Directions. Find the number of lines containing the string "crate" in the data. Answer with the number by itself.
########################################
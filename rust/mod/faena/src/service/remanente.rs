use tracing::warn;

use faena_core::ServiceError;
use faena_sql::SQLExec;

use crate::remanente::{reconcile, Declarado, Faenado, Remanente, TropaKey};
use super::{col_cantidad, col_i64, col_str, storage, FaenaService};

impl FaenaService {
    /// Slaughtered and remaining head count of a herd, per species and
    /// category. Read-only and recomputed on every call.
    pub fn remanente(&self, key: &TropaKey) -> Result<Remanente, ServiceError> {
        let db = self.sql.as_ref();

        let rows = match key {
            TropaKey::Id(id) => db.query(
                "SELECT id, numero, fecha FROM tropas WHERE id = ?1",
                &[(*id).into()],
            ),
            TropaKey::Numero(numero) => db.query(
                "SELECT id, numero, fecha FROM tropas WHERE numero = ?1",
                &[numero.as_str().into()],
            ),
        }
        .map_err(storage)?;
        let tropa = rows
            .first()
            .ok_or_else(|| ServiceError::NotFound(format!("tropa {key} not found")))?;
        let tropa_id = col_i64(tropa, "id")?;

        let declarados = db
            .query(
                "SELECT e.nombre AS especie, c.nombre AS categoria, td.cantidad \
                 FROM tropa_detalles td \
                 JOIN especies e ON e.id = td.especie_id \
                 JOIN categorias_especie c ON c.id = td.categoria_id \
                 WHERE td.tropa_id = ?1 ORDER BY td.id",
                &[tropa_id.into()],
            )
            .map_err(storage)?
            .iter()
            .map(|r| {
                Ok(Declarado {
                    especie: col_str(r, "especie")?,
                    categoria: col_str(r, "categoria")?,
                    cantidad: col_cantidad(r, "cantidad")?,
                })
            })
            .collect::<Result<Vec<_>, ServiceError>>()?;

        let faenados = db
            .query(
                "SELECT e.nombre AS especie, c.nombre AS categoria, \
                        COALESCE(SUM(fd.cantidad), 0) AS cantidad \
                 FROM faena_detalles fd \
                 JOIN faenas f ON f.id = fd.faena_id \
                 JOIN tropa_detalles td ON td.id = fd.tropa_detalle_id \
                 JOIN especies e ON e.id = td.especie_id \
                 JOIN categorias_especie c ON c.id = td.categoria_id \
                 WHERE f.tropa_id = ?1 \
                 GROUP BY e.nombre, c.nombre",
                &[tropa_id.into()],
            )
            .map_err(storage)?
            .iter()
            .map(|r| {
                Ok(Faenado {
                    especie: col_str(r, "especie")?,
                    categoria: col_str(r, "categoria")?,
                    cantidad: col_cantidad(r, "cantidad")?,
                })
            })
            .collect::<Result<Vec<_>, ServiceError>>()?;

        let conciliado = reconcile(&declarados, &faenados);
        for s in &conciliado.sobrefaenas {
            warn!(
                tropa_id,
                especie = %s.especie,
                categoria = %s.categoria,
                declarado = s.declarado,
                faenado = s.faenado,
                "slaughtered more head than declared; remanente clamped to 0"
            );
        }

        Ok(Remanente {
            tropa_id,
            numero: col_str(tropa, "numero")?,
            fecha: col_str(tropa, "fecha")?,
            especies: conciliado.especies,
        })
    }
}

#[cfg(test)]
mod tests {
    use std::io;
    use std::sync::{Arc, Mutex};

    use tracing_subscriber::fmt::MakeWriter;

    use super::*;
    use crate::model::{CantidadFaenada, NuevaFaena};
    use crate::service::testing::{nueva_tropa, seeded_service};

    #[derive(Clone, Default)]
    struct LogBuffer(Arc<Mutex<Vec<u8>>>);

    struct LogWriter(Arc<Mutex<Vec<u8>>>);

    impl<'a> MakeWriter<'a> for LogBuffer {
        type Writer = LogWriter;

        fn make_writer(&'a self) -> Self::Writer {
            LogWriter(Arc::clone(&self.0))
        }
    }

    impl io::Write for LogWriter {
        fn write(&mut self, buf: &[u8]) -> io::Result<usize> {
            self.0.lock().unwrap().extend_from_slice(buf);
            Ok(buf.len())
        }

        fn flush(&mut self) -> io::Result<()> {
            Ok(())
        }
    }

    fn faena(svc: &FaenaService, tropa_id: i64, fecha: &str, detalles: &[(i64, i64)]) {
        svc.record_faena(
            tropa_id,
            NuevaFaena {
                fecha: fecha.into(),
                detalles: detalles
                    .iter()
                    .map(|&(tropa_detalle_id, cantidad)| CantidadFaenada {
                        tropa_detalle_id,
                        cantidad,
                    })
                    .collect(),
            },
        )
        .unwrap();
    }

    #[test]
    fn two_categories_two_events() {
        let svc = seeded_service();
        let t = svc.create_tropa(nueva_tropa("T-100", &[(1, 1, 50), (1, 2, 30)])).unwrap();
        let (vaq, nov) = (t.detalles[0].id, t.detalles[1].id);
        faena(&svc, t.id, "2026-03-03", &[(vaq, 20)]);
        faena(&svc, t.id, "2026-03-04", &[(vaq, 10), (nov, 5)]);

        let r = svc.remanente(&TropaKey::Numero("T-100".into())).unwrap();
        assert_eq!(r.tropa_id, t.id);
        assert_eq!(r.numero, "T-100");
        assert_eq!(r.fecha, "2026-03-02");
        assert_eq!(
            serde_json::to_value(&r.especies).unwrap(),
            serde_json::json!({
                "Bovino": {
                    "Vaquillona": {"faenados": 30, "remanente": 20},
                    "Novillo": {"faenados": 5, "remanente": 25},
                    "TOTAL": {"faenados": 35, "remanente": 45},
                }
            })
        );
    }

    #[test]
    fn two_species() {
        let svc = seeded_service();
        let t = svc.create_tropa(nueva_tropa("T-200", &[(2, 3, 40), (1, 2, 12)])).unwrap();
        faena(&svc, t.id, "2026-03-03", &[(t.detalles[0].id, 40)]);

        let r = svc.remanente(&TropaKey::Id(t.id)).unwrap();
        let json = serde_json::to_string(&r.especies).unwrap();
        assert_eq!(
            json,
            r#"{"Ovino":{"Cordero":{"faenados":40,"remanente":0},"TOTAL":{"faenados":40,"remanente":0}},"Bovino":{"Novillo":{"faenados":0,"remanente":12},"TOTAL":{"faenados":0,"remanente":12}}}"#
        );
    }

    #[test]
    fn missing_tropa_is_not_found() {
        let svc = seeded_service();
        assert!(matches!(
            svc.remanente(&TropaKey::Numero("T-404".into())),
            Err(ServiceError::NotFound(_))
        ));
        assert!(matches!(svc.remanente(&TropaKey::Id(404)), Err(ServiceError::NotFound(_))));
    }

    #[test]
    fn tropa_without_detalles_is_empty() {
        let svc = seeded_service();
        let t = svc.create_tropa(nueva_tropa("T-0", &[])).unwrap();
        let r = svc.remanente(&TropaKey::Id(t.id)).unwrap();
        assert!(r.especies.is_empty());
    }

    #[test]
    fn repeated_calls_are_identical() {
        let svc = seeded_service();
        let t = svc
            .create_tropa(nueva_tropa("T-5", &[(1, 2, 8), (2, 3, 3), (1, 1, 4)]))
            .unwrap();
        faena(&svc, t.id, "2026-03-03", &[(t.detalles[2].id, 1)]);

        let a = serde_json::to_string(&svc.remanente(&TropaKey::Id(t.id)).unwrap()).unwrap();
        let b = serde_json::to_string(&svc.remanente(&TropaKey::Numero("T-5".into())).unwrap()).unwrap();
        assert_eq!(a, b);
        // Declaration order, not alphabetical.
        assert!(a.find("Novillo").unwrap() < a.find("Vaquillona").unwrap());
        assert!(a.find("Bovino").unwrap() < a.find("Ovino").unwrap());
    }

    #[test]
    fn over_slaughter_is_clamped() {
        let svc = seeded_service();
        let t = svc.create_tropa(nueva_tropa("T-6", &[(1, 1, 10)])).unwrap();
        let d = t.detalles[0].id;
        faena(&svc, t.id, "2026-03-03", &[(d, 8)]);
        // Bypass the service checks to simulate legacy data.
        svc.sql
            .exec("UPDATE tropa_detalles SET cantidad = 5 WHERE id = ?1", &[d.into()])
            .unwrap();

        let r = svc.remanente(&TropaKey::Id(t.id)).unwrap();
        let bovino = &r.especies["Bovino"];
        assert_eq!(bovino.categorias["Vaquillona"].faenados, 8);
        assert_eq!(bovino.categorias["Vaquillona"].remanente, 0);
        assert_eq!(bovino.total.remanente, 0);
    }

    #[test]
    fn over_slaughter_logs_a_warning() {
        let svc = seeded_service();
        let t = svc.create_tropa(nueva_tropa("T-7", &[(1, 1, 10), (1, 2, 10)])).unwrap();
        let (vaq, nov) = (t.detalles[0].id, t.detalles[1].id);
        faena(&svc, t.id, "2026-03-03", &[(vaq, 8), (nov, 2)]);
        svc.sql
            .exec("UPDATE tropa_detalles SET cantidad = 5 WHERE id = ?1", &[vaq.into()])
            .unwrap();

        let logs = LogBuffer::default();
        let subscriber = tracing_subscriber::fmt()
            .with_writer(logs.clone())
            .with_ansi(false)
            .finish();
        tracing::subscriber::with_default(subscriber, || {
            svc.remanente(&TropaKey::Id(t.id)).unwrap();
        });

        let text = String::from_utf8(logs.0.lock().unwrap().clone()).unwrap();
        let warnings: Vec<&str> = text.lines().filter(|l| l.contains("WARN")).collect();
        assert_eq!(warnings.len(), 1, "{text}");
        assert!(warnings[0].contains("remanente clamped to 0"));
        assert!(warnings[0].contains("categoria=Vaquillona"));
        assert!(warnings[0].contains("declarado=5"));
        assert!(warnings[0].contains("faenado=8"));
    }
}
########################################
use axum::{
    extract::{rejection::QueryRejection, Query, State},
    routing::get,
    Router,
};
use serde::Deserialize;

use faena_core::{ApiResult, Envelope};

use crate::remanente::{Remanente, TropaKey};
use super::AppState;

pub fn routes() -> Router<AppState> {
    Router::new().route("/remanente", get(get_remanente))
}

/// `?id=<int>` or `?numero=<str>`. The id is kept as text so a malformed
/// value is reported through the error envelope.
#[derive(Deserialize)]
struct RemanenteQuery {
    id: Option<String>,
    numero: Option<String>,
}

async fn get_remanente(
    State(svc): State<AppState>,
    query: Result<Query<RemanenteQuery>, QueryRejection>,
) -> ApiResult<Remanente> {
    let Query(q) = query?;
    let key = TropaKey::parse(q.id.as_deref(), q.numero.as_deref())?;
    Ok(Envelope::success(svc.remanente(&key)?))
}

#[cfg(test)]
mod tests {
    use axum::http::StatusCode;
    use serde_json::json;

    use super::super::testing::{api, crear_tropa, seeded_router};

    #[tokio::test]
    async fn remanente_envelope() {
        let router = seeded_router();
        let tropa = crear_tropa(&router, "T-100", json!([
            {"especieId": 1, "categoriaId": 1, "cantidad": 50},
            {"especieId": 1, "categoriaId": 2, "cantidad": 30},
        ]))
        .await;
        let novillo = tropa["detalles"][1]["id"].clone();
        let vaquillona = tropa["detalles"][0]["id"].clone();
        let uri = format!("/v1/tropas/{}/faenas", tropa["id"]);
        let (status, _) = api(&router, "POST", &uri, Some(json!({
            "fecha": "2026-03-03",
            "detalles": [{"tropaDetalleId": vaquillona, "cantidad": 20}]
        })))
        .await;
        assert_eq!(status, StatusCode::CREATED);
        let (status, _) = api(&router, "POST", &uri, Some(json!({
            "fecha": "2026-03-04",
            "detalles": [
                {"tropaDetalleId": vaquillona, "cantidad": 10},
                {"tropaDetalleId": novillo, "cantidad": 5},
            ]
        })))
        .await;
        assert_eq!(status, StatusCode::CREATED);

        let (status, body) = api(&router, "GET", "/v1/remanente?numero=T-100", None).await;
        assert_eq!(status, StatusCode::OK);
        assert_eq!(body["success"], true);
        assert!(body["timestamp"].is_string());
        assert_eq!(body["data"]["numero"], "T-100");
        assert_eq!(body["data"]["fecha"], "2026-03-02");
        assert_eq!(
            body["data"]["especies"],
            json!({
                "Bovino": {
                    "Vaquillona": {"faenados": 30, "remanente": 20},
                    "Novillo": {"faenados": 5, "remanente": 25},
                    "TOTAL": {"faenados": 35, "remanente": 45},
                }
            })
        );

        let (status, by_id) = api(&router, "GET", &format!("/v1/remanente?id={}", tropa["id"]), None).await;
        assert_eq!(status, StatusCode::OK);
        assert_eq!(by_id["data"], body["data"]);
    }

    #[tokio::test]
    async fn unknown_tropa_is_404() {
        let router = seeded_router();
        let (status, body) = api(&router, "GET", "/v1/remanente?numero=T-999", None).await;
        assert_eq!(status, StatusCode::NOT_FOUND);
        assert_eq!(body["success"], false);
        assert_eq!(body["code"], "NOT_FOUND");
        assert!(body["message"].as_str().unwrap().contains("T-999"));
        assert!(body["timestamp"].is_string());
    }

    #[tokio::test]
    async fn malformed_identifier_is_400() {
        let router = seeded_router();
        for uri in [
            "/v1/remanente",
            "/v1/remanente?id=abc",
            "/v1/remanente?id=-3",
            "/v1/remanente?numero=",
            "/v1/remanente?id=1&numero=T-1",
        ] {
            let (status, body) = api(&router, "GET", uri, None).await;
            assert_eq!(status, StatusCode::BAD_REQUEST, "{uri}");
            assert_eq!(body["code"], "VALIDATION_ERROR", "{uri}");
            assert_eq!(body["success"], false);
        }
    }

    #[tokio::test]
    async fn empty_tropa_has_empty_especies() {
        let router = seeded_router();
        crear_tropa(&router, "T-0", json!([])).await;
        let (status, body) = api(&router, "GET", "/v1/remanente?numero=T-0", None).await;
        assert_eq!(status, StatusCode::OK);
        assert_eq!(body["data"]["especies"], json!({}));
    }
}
########################################
Response. 4